Robbins writes ridiculously absurd storylines, interspersed with long discourses on philosophy, religion, history, etc. His characters a bigger than life and virtually all of them have some unique quirk – physical or philosophical. The “stars” of this novel are Sissy (born with extraordinarily large thumbs, perfect for hitchhiking), the Countess (a man whose business empire is built on feminine hygiene products), Bonanza Jellybean (a teenage cowgirl on the Rubber Rose Ranch), and the Chink (a Japanese American who has befriended the Native American clock people and become a sort of guru to a variety of hippie pilgrims). Oh, and let’s not forget the whooping cranes who stop at Siwash Lake on the Rubber Rose Ranch on their way two and from their traditional winter and summer nesting grounds.

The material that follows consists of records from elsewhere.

//! Chats between users, including each user's inbox.

use axum::{
  Json,
  extract::{Path, State},
  http::StatusCode,
};
use serde::{Deserialize, Serialize};
use tutr_core::{
  chat::{ChatMessage, ChatSummary},
  key::{ChatId, UserId},
  store::RecordStore,
};

use crate::{ApiJson, AppState, Result, auth::CurrentUser};

#[derive(Debug, Deserialize)]
pub struct NewChat {
  pub recipient: String,
}

#[derive(Debug, Serialize, Deserialize)]
pub struct Started {
  pub chat_id: ChatId,
}

#[derive(Debug, Deserialize)]
pub struct NewMessage {
  pub text: String,
}

/// `GET /chats`: the caller's chats, most recently active first.
pub async fn list<S: RecordStore + 'static>(
  State(state): State<AppState<S>>,
  CurrentUser(user): CurrentUser,
) -> Result<Json<Vec<ChatSummary>>> {
  Ok(Json(state.market.messaging().list_chats(user.id()).await?))
}

/// `POST /chats`
pub async fn start<S: RecordStore + 'static>(
  State(state): State<AppState<S>>,
  CurrentUser(user): CurrentUser,
  ApiJson(input): ApiJson<NewChat>,
) -> Result<(StatusCode, Json<Started>)> {
  let recipient: UserId = input.recipient.parse()?;
  let chat_id = state.market.messaging().start_chat(user.id(), &recipient).await?;
  Ok((StatusCode::CREATED, Json(Started { chat_id })))
}

/// `GET /chats/{id}/messages`
pub async fn history<S: RecordStore + 'static>(
  State(state): State<AppState<S>>,
  CurrentUser(user): CurrentUser,
  Path(id): Path<String>,
) -> Result<Json<Vec<ChatMessage>>> {
  let chat_id: ChatId = id.parse()?;
  Ok(Json(state.market.messaging().history(&chat_id, user.id()).await?))
}

/// `POST /chats/{id}/messages`
pub async fn send<S: RecordStore + 'static>(
  State(state): State<AppState<S>>,
  CurrentUser(user): CurrentUser,
  Path(id): Path<String>,
  ApiJson(input): ApiJson<NewMessage>,
) -> Result<(StatusCode, Json<ChatMessage>)> {
  let chat_id: ChatId = id.parse()?;
  let message = state.market.messaging().send(&chat_id, &user, &input.text).await?;
  Ok((StatusCode::CREATED, Json(message)))
}
//! API errors and their HTTP rendering.

use axum::{
  Json,
  extract::rejection::JsonRejection,
  http::{HeaderValue, StatusCode, header},
  response::{IntoResponse, Response},
};
use serde_json::json;
use thiserror::Error;
use tutr_market::ErrorClass;

#[derive(Debug, Error)]
pub enum ApiError {
  #[error("unauthorized")]
  Unauthorized,

  #[error("forbidden: {0}")]
  Forbidden(&'static str),

  #[error("bad request: {0}")]
  BadRequest(String),

  #[error(transparent)]
  Market(#[from] tutr_market::Error),
}

pub type Result<T, E = ApiError> = std::result::Result<T, E>;

impl From<tutr_core::Error> for ApiError {
  fn from(err: tutr_core::Error) -> Self { Self::Market(err.into()) }
}

impl From<JsonRejection> for ApiError {
  fn from(rejection: JsonRejection) -> Self { Self::BadRequest(rejection.body_text()) }
}

impl ApiError {
  pub fn status(&self) -> StatusCode {
    match self {
      Self::Unauthorized => StatusCode::UNAUTHORIZED,
      Self::Forbidden(_) => StatusCode::FORBIDDEN,
      Self::BadRequest(_) => StatusCode::BAD_REQUEST,
      Self::Market(err) => match err.class() {
        ErrorClass::Validation => StatusCode::BAD_REQUEST,
        ErrorClass::NotFound => StatusCode::NOT_FOUND,
        ErrorClass::Forbidden => StatusCode::FORBIDDEN,
        ErrorClass::Conflict => StatusCode::CONFLICT,
        ErrorClass::Transient => StatusCode::SERVICE_UNAVAILABLE,
        ErrorClass::Fatal => StatusCode::INTERNAL_SERVER_ERROR,
      },
    }
  }
}

impl IntoResponse for ApiError {
  fn into_response(self) -> Response {
    let status = self.status();
    if status.is_server_error() {
      tracing::error!(error = %self, "request failed");
    }

    let mut res = (status, Json(json!({ "error": self.to_string() }))).into_response();
    if status == StatusCode::UNAUTHORIZED {
      res.headers_mut().insert(
        header::WWW_AUTHENTICATE,
        HeaderValue::from_static("Basic realm=\"tutr\""),
      );
    }
    res
  }
}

If you’re having trouble figuring out how such a diverse cast could come together in a coherent plot, well, stop trying. You’ll just give yourself a headache. Robbins is nothing if not inventive in his plotting. Where his writing shines, though is in his wild descriptions / similes. A few examples:

The breeze in the grasses made a sound like a silk-lined opera coat falling to the floor of a carriage.

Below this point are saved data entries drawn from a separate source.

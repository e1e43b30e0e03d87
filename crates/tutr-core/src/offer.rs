//! Tutoring offers posted to the public directory.

use chrono::{DateTime, Utc};
use serde::{Deserialize, Serialize};
use strum::{AsRefStr, Display, EnumString};

use crate::{
  Error, Result,
  key::{OfferId, UserId},
};

#[derive(
  Debug,
  Clone,
  Copy,
  PartialEq,
  Eq,
  Serialize,
  Deserialize,
  Display,
  EnumString,
  AsRefStr,
)]
#[serde(rename_all = "lowercase")]
#[strum(serialize_all = "lowercase")]
pub enum OfferKind {
  Group,
  Individual,
}

/// Input to the offer directory; the id, creator, and timestamp are assigned
/// on creation.
#[derive(Debug, Clone, Serialize, Deserialize)]
#[serde(rename_all = "camelCase")]
pub struct NewOffer {
  #[serde(rename = "type")]
  pub kind:        OfferKind,
  pub university:  String,
  pub study_line:  String,
  #[serde(default)]
  pub exam:        Option<String>,
  /// Hourly price in whole currency units.
  pub price:       u32,
  pub description: String,
}

impl NewOffer {
  pub fn validate(&self) -> Result<()> {
    for (field, value) in [
      ("university", &self.university),
      ("study line", &self.study_line),
      ("description", &self.description),
    ] {
      if value.trim().is_empty() {
        return Err(Error::MissingField(field));
      }
    }
    if self.price == 0 {
      return Err(Error::InvalidPrice);
    }
    Ok(())
  }
}

/// The stored record at `offers/{offerId}`; never mutated after creation.
#[derive(Debug, Clone, PartialEq, Eq, Serialize, Deserialize)]
#[serde(rename_all = "camelCase")]
pub struct OfferRecord {
  #[serde(rename = "type")]
  pub kind:        OfferKind,
  pub university:  String,
  pub study_line:  String,
  #[serde(default, skip_serializing_if = "Option::is_none")]
  pub exam:        Option<String>,
  pub price:       u32,
  pub description: String,
  pub created_by:  UserId,
  #[serde(with = "chrono::serde::ts_milliseconds")]
  pub created_at:  DateTime<Utc>,
}

impl OfferRecord {
  pub fn new(input: NewOffer, created_by: UserId, created_at: DateTime<Utc>) -> Self {
    Self {
      kind: input.kind,
      university: input.university.trim().to_owned(),
      study_line: input.study_line.trim().to_owned(),
      exam: input
        .exam
        .map(|e| e.trim().to_owned())
        .filter(|e| !e.is_empty()),
      price: input.price,
      description: input.description.trim().to_owned(),
      created_by,
      created_at,
    }
  }
}

#[derive(Debug, Clone, PartialEq, Eq, Serialize, Deserialize)]
pub struct Offer {
  pub offer_id: OfferId,
  #[serde(flatten)]
  pub record:   OfferRecord,
}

The sky was as tattered as a Gypsy’s pajamas. Through knife holes in the flannel overcast, July sunlight spilled…

[T]he Countess complained, his dentures working over his ivory cigarette holder like a chiropractor realigning the spine of a Chihuahua.


Entertained as I was by the occasional wild description and laugh-out-loud moment, however, in general I was bored by the book. All those interludes to wax poetic about this or that philosophy seemed nothing but an attempt to distract the reader from the lack of a story. Clearly, Robbins is not the writer for me.

Michael Nouri’s performance on the audio is wonderful. He has great pacing, and the way he interprets certain characters brings them to life.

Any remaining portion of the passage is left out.